The new mortgage rules are making it harder for anyone to get a mortgage. But when it comes to self-employed mortgages, loans that have been harder to come by today anyway, it’s making them almost impossible. Just ask Pauline Kendall from Vancouver, who owns three homes and a condo, yet can’t get financing to purchase another to add to her portfolio and increase her income.
Kendall works as a contractor and landlord for the four buildings that she owns, and that rental income is the only income that she makes. The more homes she rents out, the more money she makes. But, she may have reached her cap.
“The federal government is trying to protect us from ourselves,” she said. “It’s interesting times to have four properties in East Vancouver and not have a bank interested in financing a purchase.”
They’re not interested for many reasons. The first is because lenders are becoming extremely strict with their lending standards. Only the very best and most qualified lenders can obtain a mortgage with the major banks, and that means having at least a 20 per cent down payment. Without it, buyers are forced to purchase mortgage insurance, something that is expensive and renders all that rental income practically useless.
“Now, no matter what we own, how much equity we have, we just don’t fit under the new rules,” says Kendall.

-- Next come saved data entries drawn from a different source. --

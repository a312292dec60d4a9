//! Prompts for the research agent and the answer grader.

/// System prompt for the search agent.
pub const AGENT_SYSTEM_PROMPT: &str = r#"You are a research assistant that answers questions by searching for and reading sources through tool calls.

## How to work

1. Break the question into the facts you need.
2. Call one tool per turn. Read the result before deciding what to do next.
3. If a tool call fails, check the arguments against the tool schema and try again or try another tool.
4. Stop as soon as you are confident. Do not guess before you have looked.

## Response Format

To call a tool, respond with a single JSON object:

```json
{"tool": "<tool name>", "arguments": {...}}
```

When you know the answer, respond with the answer wrapped in answer tags and nothing else after it:

<answer>your concise final answer</answer>

Keep the final answer short: a name, a number, a date or a short phrase.
"#;

/// Sent once the turn limit is reached without an answer.
pub const FORCE_ANSWER_PROMPT: &str = "You have run out of tool calls. Based only on the information gathered so far, give your best final answer now, wrapped in <answer></answer> tags.";

/// Sent when the agent's reply could not be parsed.
pub const FORMAT_REMINDER_PROMPT: &str = "Your last reply was neither a JSON tool call nor a final answer in <answer></answer> tags. Reply with exactly one of the two.";

/// System prompt for the correctness grader.
pub const GRADER_SYSTEM_PROMPT: &str = r#"You are grading an answer to a question against a reference answer.

Decide whether the predicted answer means the same thing as the reference answer. Ignore differences in capitalization, punctuation, formatting, word order and units that are clearly equivalent. An answer that contains the reference answer plus unrelated or contradicting claims is incorrect.

Reply with a single letter:
A: CORRECT
B: INCORRECT

Do not explain your choice."#;

/// Build the system prompt with the tool list appended.
pub fn build_system_prompt(tools_json: &serde_json::Value) -> String {
    format!(
        "{AGENT_SYSTEM_PROMPT}\n## Available Tools\n\n{}",
        build_tool_prompt(tools_json)
    )
}

/// Build the tool definitions section from the registry's JSON schema.
pub fn build_tool_prompt(tools_json: &serde_json::Value) -> String {
    let tools = tools_json
        .as_array()
        .map(|arr| {
            arr.iter()
                .filter_map(|tool| {
                    let function = tool.get("function")?;
                    let name = function.get("name")?.as_str()?;
                    let description = function.get("description")?.as_str()?;
                    let params = function.get("parameters")?;

                    Some(format!(
                        "### {}\n\n{}\n\nParameters:\n```json\n{}\n```",
                        name,
                        description,
                        serde_json::to_string_pretty(params).unwrap_or_default()
                    ))
                })
                .collect::<Vec<_>>()
                .join("\n\n")
        })
        .unwrap_or_default();

    if tools.is_empty() {
        "No tools are available. Answer from your own knowledge.".to_string()
    } else {
        tools
    }
}

pub fn build_question_prompt(question: &str) -> String {
    format!("Question: {}", question.trim())
}

/// Renders a tool result (or error) as the next user turn.
pub fn format_tool_result(tool: &str, result: Result<&serde_json::Value, &str>) -> String {
    match result {
        Ok(serde_json::Value::String(text)) => format!("Tool '{}' returned:\n{}", tool, text),
        Ok(value) => format!(
            "Tool '{}' returned:\n{}",
            tool,
            serde_json::to_string_pretty(value).unwrap_or_default()
        ),
        Err(error) => format!("Tool '{}' failed: {}", tool, error),
    }
}

pub fn build_grader_prompt(question: &str, reference: &str, predicted: &str) -> String {
    format!(
        "Question: {}\n\nReference answer: {}\n\nPredicted answer: {}\n\nIs the predicted answer correct? Reply A or B.",
        question.trim(),
        reference.trim(),
        predicted.trim()
    )
}

#[cfg(test)]
mod tests {
    use super::*;
    use serde_json::json;

    #[test]
    fn test_build_system_prompt_lists_tools() {
        let tools = json!([{
            "type": "function",
            "function": {
                "name": "google_search",
                "description": "Search the web",
                "parameters": {"type": "object"}
            }
        }]);
        let prompt = build_system_prompt(&tools);
        assert!(prompt.contains("### google_search"));
        assert!(prompt.contains("<answer>"));
    }

    #[test]
    fn test_build_tool_prompt_empty() {
        assert!(build_tool_prompt(&json!([])).contains("No tools"));
    }

    #[test]
    fn test_format_tool_result() {
        assert_eq!(
            format_tool_result("browse", Ok(&json!("page text"))),
            "Tool 'browse' returned:\npage text"
        );
        assert!(format_tool_result("browse", Err("timed out")).contains("failed: timed out"));
    }

    #[test]
    fn test_grader_prompt() {
        let prompt = build_grader_prompt("Who?", "Ada Lovelace", " Ada ");
        assert!(prompt.contains("Reference answer: Ada Lovelace"));
        assert!(prompt.contains("Predicted answer: Ada\n"));
    }
}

Three of the homes she owns are worth over $1 million, and the condo $500,000. Still, lenders just aren’t interested. And the fact that Kendall is self-employed doesn’t help. Self-employed mortgages are one of the types that has fallen into the “extremely risky” in the past year or so; and the “near impossible” since July when the new rules went into effect.
This is because, under CMHC standards, income verification is crucial to the mortgage approval process; and rental income is one of those that’s simply difficult to verify.

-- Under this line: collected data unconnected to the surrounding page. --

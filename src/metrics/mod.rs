//! Metrics module for Prometheus-based monitoring.
//!
//! Counts attempts, terminal items, tool calls and cache lookups, and
//! tracks how many episodes are in flight.
//!
//! # Example
//!
//! ```ignore
//! use traceforge::metrics::{init_metrics, export_metrics};
//!
//! init_metrics()?;
//! // ... run a shard ...
//! std::fs::write("metrics.prom", export_metrics())?;
//! ```

pub mod collectors;
pub mod prometheus;

pub use collectors::{
    record_attempt, record_batch_completed, record_cache_lookup, record_item_status,
    record_tool_call, InFlightGuard,
};
pub use prometheus::{export_metrics, init_metrics, REGISTRY};
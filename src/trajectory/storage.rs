//! Durable run storage.
//!
//! Every scheduler owns one storage key (dataset, iteration, shard) and
//! writes two kinds of files under it:
//!
//! ```text
//! <root>/<dataset>/iter-<NNN>/shard-<i>-of-<N>/attempts.jsonl
//! <root>/<dataset>/iter-<NNN>/shard-<i>-of-<N>/batch-<NNNNN>.json
//! ```
//!
//! The attempt log is append-only and is synced after every line. Batch
//! snapshots are written to a temporary file and renamed into place, so a
//! reader never observes a half-written snapshot.

use std::collections::{HashMap, HashSet};
use std::path::{Path, PathBuf};

use serde::Serialize;
use tokio::fs;
use tokio::io::AsyncWriteExt;
use tokio::sync::Mutex;
use tracing::{debug, warn};

use super::types::{Attempt, BatchSnapshot, IterationRecord, ItemStatus};
use crate::error::StorageError;
use crate::shard::ShardKey;

const ATTEMPT_LOG: &str = "attempts.jsonl";

/// Identifies the storage owned by one scheduler instance.
#[derive(Debug, Clone, PartialEq, Eq, Hash)]
pub struct StorageKey {
    pub dataset: String,
    pub iteration: u32,
    pub shard: ShardKey,
}

impl StorageKey {
    pub fn new(dataset: impl Into<String>, iteration: u32, shard: ShardKey) -> Self {
        Self {
            dataset: dataset.into(),
            iteration,
            shard,
        }
    }
}

impl std::fmt::Display for StorageKey {
    fn fmt(&self, f: &mut std::fmt::Formatter<'_>) -> std::fmt::Result {
        write!(f, "{}/iter-{}/{}", self.dataset, self.iteration, self.shard)
    }
}

/// Persisted progress for one storage key, readable from another process.
#[derive(Debug, Clone, Default, PartialEq, Eq, Serialize)]
pub struct StoredProgress {
    pub batches: usize,
    pub accepted: usize,
    pub rejected: usize,
    pub exhausted: usize,
    /// Items with logged attempts but no persisted terminal entry.
    pub open: usize,
    pub attempts_logged: usize,
}

impl StoredProgress {
    pub fn terminal(&self) -> usize {
        self.accepted + self.rejected + self.exhausted
    }
}

/// File-backed store for attempt logs and batch snapshots.
pub struct RunStore {
    root: PathBuf,
    append_lock: Mutex<()>,
}

impl RunStore {
    pub fn new(root: impl Into<PathBuf>) -> Self {
        Self {
            root: root.into(),
            append_lock: Mutex::new(()),
        }
    }

    pub fn root(&self) -> &Path {
        &self.root
    }

    fn dataset_dir(&self, dataset: &str) -> PathBuf {
        self.root.join(sanitize(dataset))
    }

    fn iteration_dir(&self, dataset: &str, iteration: u32) -> PathBuf {
        self.dataset_dir(dataset)
            .join(format!("iter-{:03}", iteration))
    }

    /// Directory holding every file for `key`.
    pub fn shard_dir(&self, key: &StorageKey) -> PathBuf {
        self.iteration_dir(&key.dataset, key.iteration)
            .join(key.shard.to_string())
    }

    async fn ensure_directory(&self, dir: &Path) -> Result<(), StorageError> {
        fs::create_dir_all(dir).await.map_err(|e| {
            StorageError::DirectoryCreationFailed(format!(
                "Failed to create directory {:?}: {}",
                dir, e
            ))
        })
    }

    /// Deletes everything persisted under `key`.
    pub async fn reset(&self, key: &StorageKey) -> Result<(), StorageError> {
        let dir = self.shard_dir(key);
        match fs::remove_dir_all(&dir).await {
            Ok(()) => {
                debug!(key = %key, "Reset run storage");
                Ok(())
            }
            Err(e) if e.kind() == std::io::ErrorKind::NotFound => Ok(()),
            Err(e) => Err(e.into()),
        }
    }

    /// Appends one attempt to the log and syncs it to disk.
    pub async fn append_attempt(
        &self,
        key: &StorageKey,
        attempt: &Attempt,
    ) -> Result<(), StorageError> {
        let dir = self.shard_dir(key);
        let mut line = serde_json::to_string(attempt)?;
        line.push('\n');

        let _guard = self.append_lock.lock().await;
        self.ensure_directory(&dir).await?;
        let mut file = fs::OpenOptions::new()
            .create(true)
            .append(true)
            .open(dir.join(ATTEMPT_LOG))
            .await?;
        file.write_all(line.as_bytes()).await?;
        file.sync_data().await?;
        Ok(())
    }

    /// Loads the attempt log grouped by item id, in append order.
    ///
    /// A torn final line (a crash mid-append) is skipped. Corruption
    /// anywhere else is an error.
    pub async fn load_attempts(
        &self,
        key: &StorageKey,
    ) -> Result<HashMap<String, Vec<Attempt>>, StorageError> {
        let path = self.shard_dir(key).join(ATTEMPT_LOG);
        let contents = match fs::read_to_string(&path).await {
            Ok(contents) => contents,
            Err(e) if e.kind() == std::io::ErrorKind::NotFound => return Ok(HashMap::new()),
            Err(e) => return Err(e.into()),
        };

        let lines: Vec<&str> = contents.lines().filter(|l| !l.trim().is_empty()).collect();
        let mut by_item: HashMap<String, Vec<Attempt>> = HashMap::new();
        for (i, line) in lines.iter().enumerate() {
            match serde_json::from_str::<Attempt>(line) {
                Ok(attempt) => by_item
                    .entry(attempt.item_id.clone())
                    .or_default()
                    .push(attempt),
                Err(e) if i + 1 == lines.len() => {
                    warn!(path = ?path, error = %e, "Skipping torn final line in attempt log");
                }
                Err(e) => {
                    return Err(StorageError::InvalidData(format!(
                        "{:?} line {}: {}",
                        path,
                        i + 1,
                        e
                    )));
                }
            }
        }
        Ok(by_item)
    }

    /// Writes a batch snapshot atomically.
    ///
    /// A snapshot already on disk at the same index is never clobbered:
    /// terminal entries it holds that the new snapshot lacks are carried
    /// over. This covers reruns with a different batch size or a batch cut
    /// short by a stop.
    pub async fn write_batch(
        &self,
        key: &StorageKey,
        snapshot: &BatchSnapshot,
    ) -> Result<PathBuf, StorageError> {
        let dir = self.shard_dir(key);
        self.ensure_directory(&dir).await?;

        let path = dir.join(format!("batch-{:05}.json", snapshot.batch_index));
        let tmp = dir.join(format!("batch-{:05}.json.tmp", snapshot.batch_index));

        let mut merged = snapshot.clone();
        let carried = match fs::read_to_string(&path).await {
            Ok(contents) => {
                let previous: BatchSnapshot = serde_json::from_str(&contents)
                    .map_err(|e| StorageError::InvalidData(format!("{:?}: {}", path, e)))?;
                let present: HashSet<String> =
                    merged.entries.iter().map(|e| e.item_id.clone()).collect();
                let before = merged.entries.len();
                merged.entries.extend(previous.entries.into_iter().filter(|e| {
                    e.status.is_terminal() && !present.contains(&e.item_id)
                }));
                merged.entries.len() - before
            }
            Err(e) if e.kind() == std::io::ErrorKind::NotFound => 0,
            Err(e) => return Err(e.into()),
        };
        if carried > 0 {
            merged.entries.sort_by_key(|e| e.index);
            debug!(
                key = %key,
                batch = snapshot.batch_index,
                carried,
                "Carried settled entries into rewritten snapshot"
            );
        }
        let json = serde_json::to_string_pretty(&merged)?;

        let mut file = fs::File::create(&tmp).await?;
        file.write_all(json.as_bytes()).await?;
        file.sync_all().await?;
        drop(file);
        fs::rename(&tmp, &path).await?;

        Ok(path)
    }

    /// Loads every batch snapshot under `key`, ordered by batch index.
    pub async fn load_snapshots(&self, key: &StorageKey) -> Result<Vec<BatchSnapshot>, StorageError> {
        load_snapshots_in(&self.shard_dir(key)).await
    }

    /// Iteration numbers present for `dataset`, ascending.
    pub async fn list_iterations(&self, dataset: &str) -> Result<Vec<u32>, StorageError> {
        let mut iterations = Vec::new();
        for name in list_dir_names(&self.dataset_dir(dataset)).await? {
            if let Some(n) = name.strip_prefix("iter-").and_then(|n| n.parse().ok()) {
                iterations.push(n);
            }
        }
        iterations.sort_unstable();
        Ok(iterations)
    }

    /// Unions every shard's snapshots for one iteration.
    ///
    /// Shards that never completed a batch simply contribute nothing.
    pub async fn load_iteration(
        &self,
        dataset: &str,
        iteration: u32,
    ) -> Result<IterationRecord, StorageError> {
        let dir = self.iteration_dir(dataset, iteration);
        let mut record = IterationRecord::new(dataset, iteration);

        let mut shards = list_dir_names(&dir).await?;
        shards.retain(|name| name.starts_with("shard-"));
        shards.sort();
        for shard in shards {
            for snapshot in load_snapshots_in(&dir.join(&shard)).await? {
                record.entries.extend(snapshot.entries);
            }
        }
        record
            .entries
            .sort_by(|a, b| a.index.cmp(&b.index).then_with(|| a.item_id.cmp(&b.item_id)));
        // A rerun with a different batch size can leave an item in two snapshots
        record.entries.dedup_by(|a, b| a.item_id == b.item_id);
        Ok(record)
    }

    /// Reports persisted progress for `key`.
    pub async fn progress(&self, key: &StorageKey) -> Result<StoredProgress, StorageError> {
        let snapshots = self.load_snapshots(key).await?;
        let attempts = self.load_attempts(key).await?;

        let mut progress = StoredProgress {
            batches: snapshots.len(),
            attempts_logged: attempts.values().map(Vec::len).sum(),
            ..Default::default()
        };
        let mut terminal = HashSet::new();
        for entry in snapshots.iter().flat_map(|s| s.entries.iter()) {
            if !entry.status.is_terminal() || !terminal.insert(entry.item_id.as_str()) {
                continue;
            }
            match entry.status {
                ItemStatus::Accepted => progress.accepted += 1,
                ItemStatus::Rejected => progress.rejected += 1,
                _ => progress.exhausted += 1,
            }
        }
        progress.open = attempts
            .keys()
            .filter(|id| !terminal.contains(id.as_str()))
            .count();
        Ok(progress)
    }
}

async fn load_snapshots_in(dir: &Path) -> Result<Vec<BatchSnapshot>, StorageError> {
    let mut snapshots = Vec::new();
    for name in list_dir_names(dir).await? {
        if !(name.starts_with("batch-") && name.ends_with(".json")) {
            continue;
        }
        let contents = fs::read_to_string(dir.join(&name)).await?;
        let snapshot: BatchSnapshot = serde_json::from_str(&contents)
            .map_err(|e| StorageError::InvalidData(format!("{}: {}", name, e)))?;
        snapshots.push(snapshot);
    }
    snapshots.sort_by_key(|s| s.batch_index);
    Ok(snapshots)
}

async fn list_dir_names(dir: &Path) -> Result<Vec<String>, StorageError> {
    let mut entries = match fs::read_dir(dir).await {
        Ok(entries) => entries,
        Err(e) if e.kind() == std::io::ErrorKind::NotFound => return Ok(Vec::new()),
        Err(e) => return Err(e.into()),
    };
    let mut names = Vec::new();
    while let Some(entry) = entries.next_entry().await? {
        if let Some(name) = entry.file_name().to_str() {
            names.push(name.to_string());
        }
    }
    Ok(names)
}

/// Dataset names may be hub paths like `org/name`.
fn sanitize(dataset: &str) -> String {
    dataset.replace(['/', '\\'], "__")
}
//! SQLite-backed durable layer of the tool cache.

use chrono::{DateTime, Utc};
use serde_json::Value;
use sqlx::sqlite::{SqliteConnectOptions, SqliteJournalMode, SqlitePoolOptions, SqliteSynchronous};
use sqlx::{Row, SqlitePool};
use std::str::FromStr;

use super::{CacheEntry, Fingerprint};
use crate::error::CacheError;

const SCHEMA_SQL: &str = r#"
CREATE TABLE IF NOT EXISTS tool_cache (
    fingerprint TEXT PRIMARY KEY,
    tool        TEXT NOT NULL,
    payload     TEXT NOT NULL,
    inserted_at TEXT NOT NULL
);

CREATE INDEX IF NOT EXISTS idx_tool_cache_tool ON tool_cache(tool);
"#;

#[derive(Clone)]
pub struct SqliteCacheStore {
    pool: SqlitePool,
}

impl SqliteCacheStore {
    pub async fn open(path: &str) -> Result<Self, CacheError> {
        let opts = SqliteConnectOptions::from_str(&format!("sqlite://{}", path))?
            .create_if_missing(true)
            .journal_mode(SqliteJournalMode::Wal)
            .synchronous(SqliteSynchronous::Normal);

        let pool = SqlitePoolOptions::new()
            .max_connections(4)
            .connect_with(opts)
            .await?;

        sqlx::query(SCHEMA_SQL).execute(&pool).await?;

        tracing::info!(path = path, "Tool cache opened");
        Ok(Self { pool })
    }

    pub async fn get(&self, fingerprint: &Fingerprint) -> Result<Option<CacheEntry>, CacheError> {
        let row = sqlx::query("SELECT payload, inserted_at FROM tool_cache WHERE fingerprint = ?1")
            .bind(fingerprint.as_str())
            .fetch_optional(&self.pool)
            .await?;

        let Some(row) = row else {
            return Ok(None);
        };
        let payload: Value = serde_json::from_str(&row.get::<String, _>("payload"))?;
        let inserted_at = DateTime::parse_from_rfc3339(&row.get::<String, _>("inserted_at"))
            .map(|t| t.with_timezone(&Utc))
            .unwrap_or_else(|_| Utc::now());
        Ok(Some(CacheEntry {
            payload,
            inserted_at,
        }))
    }

    /// Upserts one entry. Concurrent writers of the same key: last one wins.
    pub async fn put(
        &self,
        fingerprint: &Fingerprint,
        tool: &str,
        payload: &Value,
        inserted_at: DateTime<Utc>,
    ) -> Result<(), CacheError> {
        sqlx::query(
            "INSERT INTO tool_cache (fingerprint, tool, payload, inserted_at)
             VALUES (?1, ?2, ?3, ?4)
             ON CONFLICT(fingerprint) DO UPDATE SET
                tool = excluded.tool,
                payload = excluded.payload,
                inserted_at = excluded.inserted_at",
        )
        .bind(fingerprint.as_str())
        .bind(tool)
        .bind(serde_json::to_string(payload)?)
        .bind(inserted_at.to_rfc3339())
        .execute(&self.pool)
        .await?;
        Ok(())
    }

    pub async fn count(&self) -> Result<u64, CacheError> {
        let row = sqlx::query("SELECT COUNT(*) AS n FROM tool_cache")
            .fetch_one(&self.pool)
            .await?;
        Ok(row.get::<i64, _>("n") as u64)
    }

    /// Per-tool entry counts, largest first.
    pub async fn count_by_tool(&self) -> Result<Vec<(String, u64)>, CacheError> {
        let rows = sqlx::query(
            "SELECT tool, COUNT(*) AS n FROM tool_cache GROUP BY tool ORDER BY n DESC, tool",
        )
        .fetch_all(&self.pool)
        .await?;
        Ok(rows
            .iter()
            .map(|r| (r.get::<String, _>("tool"), r.get::<i64, _>("n") as u64))
            .collect())
    }

    pub async fn close(&self) {
        self.pool.close().await;
    }
}

#[cfg(test)]
mod tests {
    use super::*;
    use serde_json::json;

    #[tokio::test]
    async fn test_open_put_get() {
        let dir = tempfile::tempdir().unwrap();
        let path = dir.path().join("cache.db");
        let store = SqliteCacheStore::open(path.to_str().unwrap()).await.unwrap();

        let fp = Fingerprint::of("search", &json!({"q": "rust"}));
        assert!(store.get(&fp).await.unwrap().is_none());

        store.put(&fp, "search", &json!({"hits": 3}), Utc::now()).await.unwrap();
        store.put(&fp, "search", &json!({"hits": 4}), Utc::now()).await.unwrap();

        let entry = store.get(&fp).await.unwrap().unwrap();
        assert_eq!(entry.payload, json!({"hits": 4}));
        assert_eq!(store.count().await.unwrap(), 1);
        assert_eq!(
            store.count_by_tool().await.unwrap(),
            vec![("search".to_string(), 1)]
        );
        store.close().await;
    }

    #[tokio::test]
    async fn test_entries_survive_reopen() {
        let dir = tempfile::tempdir().unwrap();
        let path = dir.path().join("cache.db");
        let fp = Fingerprint::of("browse", &json!({"url": "https://example.com"}));

        let store = SqliteCacheStore::open(path.to_str().unwrap()).await.unwrap();
        store.put(&fp, "browse", &json!("page"), Utc::now()).await.unwrap();
        store.close().await;

        let reopened = SqliteCacheStore::open(path.to_str().unwrap()).await.unwrap();
        assert_eq!(reopened.get(&fp).await.unwrap().unwrap().payload, json!("page"));
    }
}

Garth Ellis, a mortgage broker in Vancouver, says that CMHC evaluations also make it much more difficult for the self-employed, especially landlords, to get a mortgage. This is because while rental income of $1,000 a month is enough to support a mortgage of $200,000, by CMHC standards, that income is only enough to qualify a buyer for a property worth $34,000.
Kendall’s only option was to either back off on buying a new property, or face an expensive refinance on her own home. She’s decided to hold off for now. But with these mortgage rules not going anywhere for the time-being, it’s certainly going to get even harder for the self-employed to get a mortgage. At least from a major lender operating under CMHC standards of lending.